Supermarket giant Woolworths revealed last week it had underpaid nearly 6000 salaried staff for the last 10 years due to non-compliance issues with the general retail award.

Its issues were uncovered following an alert from a store manager in February this year who worked out he was being underpaid around $8,000 per year due to Woolworths failing to pay him various loadings, allowances and overtime rates as specified by the award.

The manager was back paid following months of pushback and legal threats from the retailer, but by that time the company had realised the issue stretched much further than just one employee, and began a company-wide audit through PwC to identify the scope of the problem.

Other retailers, shocked by the magnitude of Woolworths’ stuff-up, have begun to follow suit.

A spokesperson for Metcash, which supplies independent supermarket chain IGA and hardware chain Mitre 10, said while the company conducted regular internal and external audits of its payroll, it would be double-checking its systems.

“Our processes also include having robust checks in place to avoid the specific issues of underpayment raised in the media this week,” the spokesperson said.

“Despite this, we feel it is appropriate as a responsible employer to again review our processes to ensure we are doing everything possible to make sure our employees are paid correctly.”

Upmarket department store David Jones and clothing chain Country Road are also planning a review, with a spokesperson saying the companies would conduct a fresh audit in light of Woolworths’ transgression.

“In response to the numerous instances of underpayment recently disclosed by several leading Australian businesses, David Jones and Country Road Group have commenced an audit of all payment data and processes across our businesses in addition to our standard auditing processes,” the spokesperson said.

Retail conglomerate Wesfarmers recently identified underpayment issues across both its Bunnings hardware chain and its industrials division. The company operates separate payroll systems across its divisions, however, a spokesperson said it will be undertaking “additional checks”.

“Should any issues or anomalies be identified during this process, our businesses will let their team members know and address the issue as quickly as possible,” they said.

The audits follow calls from former Fair Work Ombudsman Natalie James for companies to review pay arrangements for salaried workers to ensure their pay is aligned with provisions set by industry awards.

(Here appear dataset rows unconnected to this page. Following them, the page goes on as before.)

//! # Rockpool
//!
//! Peer-to-peer collaboration pools over untrusted shared object storage.
//!
//! Participants form **pools**: named, cryptographically bounded groups in
//! which members publish and receive ordered, signed heads through any
//! dumb blob store (S3-compatible buckets, local directories, shared
//! memory buckets for tests). Application channels (chat, invites) sit on
//! top of the pool primitive.
//!
//! This crate is the public surface: a process-wide session created by
//! [`start`], the pool operations, invite validation, and the chat glue.
//! The layers live in their own crates:
//!
//! - `rockpool-core` - identities, crypto, signed heads, snowflake ids
//! - `rockpool-exchange` - the `Exchanger` capability over object stores
//! - `rockpool-cache` - the durable local cache and trust store
//! - `rockpool-pool` - pool lifecycle, ACL, publication, sync
//! - `rockpool-invite` - cryptographic invitations
//!
//! ## Example
//!
//! ```no_run
//! # async fn example() -> rockpool::Result<()> {
//! rockpool::start("/tmp/rockpool.db").await?;
//!
//! let config = rockpool::Config {
//!     name: "team/demo".into(),
//!     public: vec!["s3://host/bucket?accessKey=k&secret=s".into()],
//!     private: vec![],
//!     apps: vec!["chat".into()],
//! };
//! rockpool::create_pool(config, &["chat".into()]).await?;
//! rockpool::post_message("team/demo", "text/plain", "hello", vec![]).await?;
//! # Ok(())
//! # }
//! ```

mod api;
mod chat;
pub mod error;

pub use api::{
    create_pool, get_pool, get_updates, invite_to_pool, join_pool, list_identities, pool_list,
    self_identity, set_trust, start, stop, validate_invite, Contact, Notification, PoolView,
};
pub use chat::{get_messages, post_message, Message};
pub use error::{Error, Result};

pub use rockpool_core::{Identity, LocalIdentity};
pub use rockpool_invite::Invite;
pub use rockpool_pool::{AccessLevel, Config};
//! Error types for the exchange crate.

use thiserror::Error;

/// Errors from exchanger operations.
///
/// Every operation is expected to be retriable; the pool layer treats
/// transient errors as "try the next replica".
#[derive(Debug, Error)]
pub enum ExchangeError {
    /// The named object does not exist.
    #[error("object not found: {0}")]
    NotExist(String),

    /// The store rejected the credentials or the operation.
    #[error("permission denied: {0}")]
    Permission(String),

    /// A transport URL could not be parsed or names an unknown scheme.
    #[error("invalid transport url: {0}")]
    InvalidUrl(String),

    /// Any other storage or network failure.
    #[error("storage error: {0}")]
    Io(String),
}

impl From<object_store::Error> for ExchangeError {
    fn from(e: object_store::Error) -> Self {
        match e {
            object_store::Error::NotFound { path, .. } => ExchangeError::NotExist(path),
            object_store::Error::PermissionDenied { path, .. } => ExchangeError::Permission(path),
            other => ExchangeError::Io(other.to_string()),
        }
    }
}

impl From<std::io::Error> for ExchangeError {
    fn from(e: std::io::Error) -> Self {
        ExchangeError::Io(e.to_string())
    }
}

/// Result type for exchanger operations.
pub type Result<T> = std::result::Result<T, ExchangeError>;
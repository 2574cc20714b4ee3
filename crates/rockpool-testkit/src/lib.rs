//! # Rockpool Testkit
//!
//! Shared fixtures and proptest generators for the workspace test suites:
//! peer identities with in-memory caches, unique shared bucket URLs, and
//! strategies over head parameters.

pub mod fixtures;
pub mod generators;

pub use fixtures::{multi_peer, peer, sample_head, tick, unique_bucket, Peer};
pub use generators::{head_from_params, HeadParams};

Following the announcement of underpayment, Woolworths chief executive Brad Banducci said the company intends to engage in an “industry-level dialogue” regarding the complexity of modern awards.

“At the right time, we’d like to come back and talk about the lack of flexibility in [awards] when interpreted literally,” he said.

Business Council of Australia chief executive Jennifer Westacott agreed, saying the current industrial relations system meant companies were “vulnerable to inadvertent payroll mistakes”.